Action item
Whenever a line of the entries below holds the string "events", copy that line and return it.

START Record set

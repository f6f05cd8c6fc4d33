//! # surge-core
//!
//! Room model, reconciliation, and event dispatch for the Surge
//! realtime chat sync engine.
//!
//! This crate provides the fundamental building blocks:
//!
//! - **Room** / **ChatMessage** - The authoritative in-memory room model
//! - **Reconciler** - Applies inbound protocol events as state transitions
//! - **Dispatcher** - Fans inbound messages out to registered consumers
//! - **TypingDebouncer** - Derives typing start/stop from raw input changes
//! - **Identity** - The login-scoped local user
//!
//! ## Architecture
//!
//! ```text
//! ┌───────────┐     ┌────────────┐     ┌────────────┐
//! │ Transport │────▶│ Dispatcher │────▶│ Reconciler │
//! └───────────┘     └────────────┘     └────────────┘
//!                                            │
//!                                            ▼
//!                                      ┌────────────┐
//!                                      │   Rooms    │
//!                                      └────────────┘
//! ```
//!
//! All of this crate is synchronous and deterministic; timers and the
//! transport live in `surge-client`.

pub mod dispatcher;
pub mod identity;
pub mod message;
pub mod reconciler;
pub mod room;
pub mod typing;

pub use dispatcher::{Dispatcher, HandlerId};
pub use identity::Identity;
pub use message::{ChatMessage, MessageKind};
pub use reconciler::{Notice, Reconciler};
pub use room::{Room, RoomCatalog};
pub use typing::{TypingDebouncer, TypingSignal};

END Record set
START Record set

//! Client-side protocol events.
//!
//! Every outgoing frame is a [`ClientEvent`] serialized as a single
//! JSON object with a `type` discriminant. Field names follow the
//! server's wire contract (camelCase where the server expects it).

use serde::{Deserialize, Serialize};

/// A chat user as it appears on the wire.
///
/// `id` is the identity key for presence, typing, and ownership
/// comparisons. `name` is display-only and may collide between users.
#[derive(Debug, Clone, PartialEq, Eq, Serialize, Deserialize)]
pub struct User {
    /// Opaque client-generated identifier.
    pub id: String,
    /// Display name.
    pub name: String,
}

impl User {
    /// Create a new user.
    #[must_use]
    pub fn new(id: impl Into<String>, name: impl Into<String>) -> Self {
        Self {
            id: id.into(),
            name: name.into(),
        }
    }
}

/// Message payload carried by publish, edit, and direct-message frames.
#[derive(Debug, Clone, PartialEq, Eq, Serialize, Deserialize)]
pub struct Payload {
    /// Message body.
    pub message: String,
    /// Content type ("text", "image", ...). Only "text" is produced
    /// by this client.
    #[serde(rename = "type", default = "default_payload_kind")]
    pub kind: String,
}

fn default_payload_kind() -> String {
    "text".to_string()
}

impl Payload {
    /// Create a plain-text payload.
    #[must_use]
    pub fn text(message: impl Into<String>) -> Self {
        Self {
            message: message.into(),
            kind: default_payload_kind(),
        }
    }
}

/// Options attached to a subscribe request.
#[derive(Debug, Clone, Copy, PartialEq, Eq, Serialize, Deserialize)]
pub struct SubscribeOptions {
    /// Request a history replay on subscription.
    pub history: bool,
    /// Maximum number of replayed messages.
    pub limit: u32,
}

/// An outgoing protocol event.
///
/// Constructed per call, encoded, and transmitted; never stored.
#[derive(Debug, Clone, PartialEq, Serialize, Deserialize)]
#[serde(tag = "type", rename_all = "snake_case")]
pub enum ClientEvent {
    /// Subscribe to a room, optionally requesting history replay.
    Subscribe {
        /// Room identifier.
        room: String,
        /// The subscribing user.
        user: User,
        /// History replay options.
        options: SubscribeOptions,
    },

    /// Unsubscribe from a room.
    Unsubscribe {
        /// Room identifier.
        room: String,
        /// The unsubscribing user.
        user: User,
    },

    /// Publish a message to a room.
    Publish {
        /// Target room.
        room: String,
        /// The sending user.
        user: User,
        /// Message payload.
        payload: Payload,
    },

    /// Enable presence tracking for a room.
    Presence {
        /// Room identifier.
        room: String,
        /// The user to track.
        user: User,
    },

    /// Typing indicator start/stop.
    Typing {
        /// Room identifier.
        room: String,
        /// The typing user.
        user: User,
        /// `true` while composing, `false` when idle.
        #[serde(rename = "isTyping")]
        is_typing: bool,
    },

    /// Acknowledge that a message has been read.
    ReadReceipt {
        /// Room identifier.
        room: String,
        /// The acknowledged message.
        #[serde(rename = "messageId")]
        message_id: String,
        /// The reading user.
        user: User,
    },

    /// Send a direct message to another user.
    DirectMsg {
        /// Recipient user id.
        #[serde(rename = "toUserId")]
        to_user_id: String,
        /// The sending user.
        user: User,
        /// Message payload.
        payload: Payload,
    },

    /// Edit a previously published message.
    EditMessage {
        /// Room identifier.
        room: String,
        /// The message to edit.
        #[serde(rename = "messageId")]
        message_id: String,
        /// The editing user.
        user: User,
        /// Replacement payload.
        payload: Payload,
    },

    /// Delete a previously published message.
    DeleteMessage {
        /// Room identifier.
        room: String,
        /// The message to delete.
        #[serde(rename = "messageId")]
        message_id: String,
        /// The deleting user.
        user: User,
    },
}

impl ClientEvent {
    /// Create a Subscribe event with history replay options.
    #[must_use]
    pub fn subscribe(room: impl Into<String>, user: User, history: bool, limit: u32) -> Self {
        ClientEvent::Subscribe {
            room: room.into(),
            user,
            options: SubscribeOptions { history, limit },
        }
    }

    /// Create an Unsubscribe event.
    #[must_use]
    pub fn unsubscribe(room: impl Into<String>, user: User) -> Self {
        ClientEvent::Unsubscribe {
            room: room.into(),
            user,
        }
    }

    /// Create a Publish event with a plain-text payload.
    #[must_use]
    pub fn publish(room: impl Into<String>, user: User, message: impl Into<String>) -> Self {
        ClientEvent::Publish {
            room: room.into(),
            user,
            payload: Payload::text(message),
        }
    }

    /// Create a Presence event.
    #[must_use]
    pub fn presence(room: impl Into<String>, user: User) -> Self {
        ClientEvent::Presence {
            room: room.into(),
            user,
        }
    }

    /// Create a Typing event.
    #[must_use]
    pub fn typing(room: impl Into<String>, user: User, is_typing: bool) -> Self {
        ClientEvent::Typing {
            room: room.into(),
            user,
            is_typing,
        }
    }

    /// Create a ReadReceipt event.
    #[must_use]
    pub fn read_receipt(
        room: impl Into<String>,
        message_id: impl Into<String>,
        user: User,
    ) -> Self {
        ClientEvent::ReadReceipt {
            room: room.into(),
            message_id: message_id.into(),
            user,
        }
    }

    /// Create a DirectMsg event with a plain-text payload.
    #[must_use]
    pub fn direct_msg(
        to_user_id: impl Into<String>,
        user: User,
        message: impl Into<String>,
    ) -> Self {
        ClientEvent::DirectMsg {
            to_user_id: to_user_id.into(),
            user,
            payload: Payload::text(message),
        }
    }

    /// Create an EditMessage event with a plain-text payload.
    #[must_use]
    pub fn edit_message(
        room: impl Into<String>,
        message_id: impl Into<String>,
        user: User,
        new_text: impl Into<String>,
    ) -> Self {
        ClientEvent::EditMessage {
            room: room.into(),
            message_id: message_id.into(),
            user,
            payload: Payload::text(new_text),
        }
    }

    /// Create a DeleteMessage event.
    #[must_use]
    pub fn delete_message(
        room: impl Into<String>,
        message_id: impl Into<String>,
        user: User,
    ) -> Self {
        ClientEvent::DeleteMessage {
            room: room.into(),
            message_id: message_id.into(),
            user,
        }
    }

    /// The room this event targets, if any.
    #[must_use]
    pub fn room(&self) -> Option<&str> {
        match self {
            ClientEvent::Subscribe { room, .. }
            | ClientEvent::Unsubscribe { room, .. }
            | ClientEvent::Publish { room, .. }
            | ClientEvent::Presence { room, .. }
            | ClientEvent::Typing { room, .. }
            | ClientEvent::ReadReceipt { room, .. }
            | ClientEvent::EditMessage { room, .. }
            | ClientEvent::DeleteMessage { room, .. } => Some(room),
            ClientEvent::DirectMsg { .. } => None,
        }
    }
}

END Record set
START Record set

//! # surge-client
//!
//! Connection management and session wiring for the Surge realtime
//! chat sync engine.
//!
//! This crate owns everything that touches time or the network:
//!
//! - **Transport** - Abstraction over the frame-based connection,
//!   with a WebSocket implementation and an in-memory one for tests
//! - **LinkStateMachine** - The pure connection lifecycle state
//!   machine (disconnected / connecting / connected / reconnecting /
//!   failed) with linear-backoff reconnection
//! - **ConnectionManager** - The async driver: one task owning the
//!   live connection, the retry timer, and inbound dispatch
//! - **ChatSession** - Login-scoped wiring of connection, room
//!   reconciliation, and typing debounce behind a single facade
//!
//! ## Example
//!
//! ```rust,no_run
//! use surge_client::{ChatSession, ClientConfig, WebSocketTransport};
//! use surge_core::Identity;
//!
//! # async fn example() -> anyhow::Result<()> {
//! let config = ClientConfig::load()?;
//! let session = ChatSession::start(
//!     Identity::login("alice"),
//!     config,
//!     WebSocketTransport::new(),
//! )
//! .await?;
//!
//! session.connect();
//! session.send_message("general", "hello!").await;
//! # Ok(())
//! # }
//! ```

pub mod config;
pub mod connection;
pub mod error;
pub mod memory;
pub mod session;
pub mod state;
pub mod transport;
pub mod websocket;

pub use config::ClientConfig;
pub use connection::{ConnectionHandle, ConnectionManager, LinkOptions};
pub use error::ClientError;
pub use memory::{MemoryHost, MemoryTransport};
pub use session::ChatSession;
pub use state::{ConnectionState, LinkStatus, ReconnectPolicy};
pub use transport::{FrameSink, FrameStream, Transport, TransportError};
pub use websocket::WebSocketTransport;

END Record set

Written solution
//! - **Reconciler** - Applies inbound protocol events as state transitions
//! Client-side protocol events.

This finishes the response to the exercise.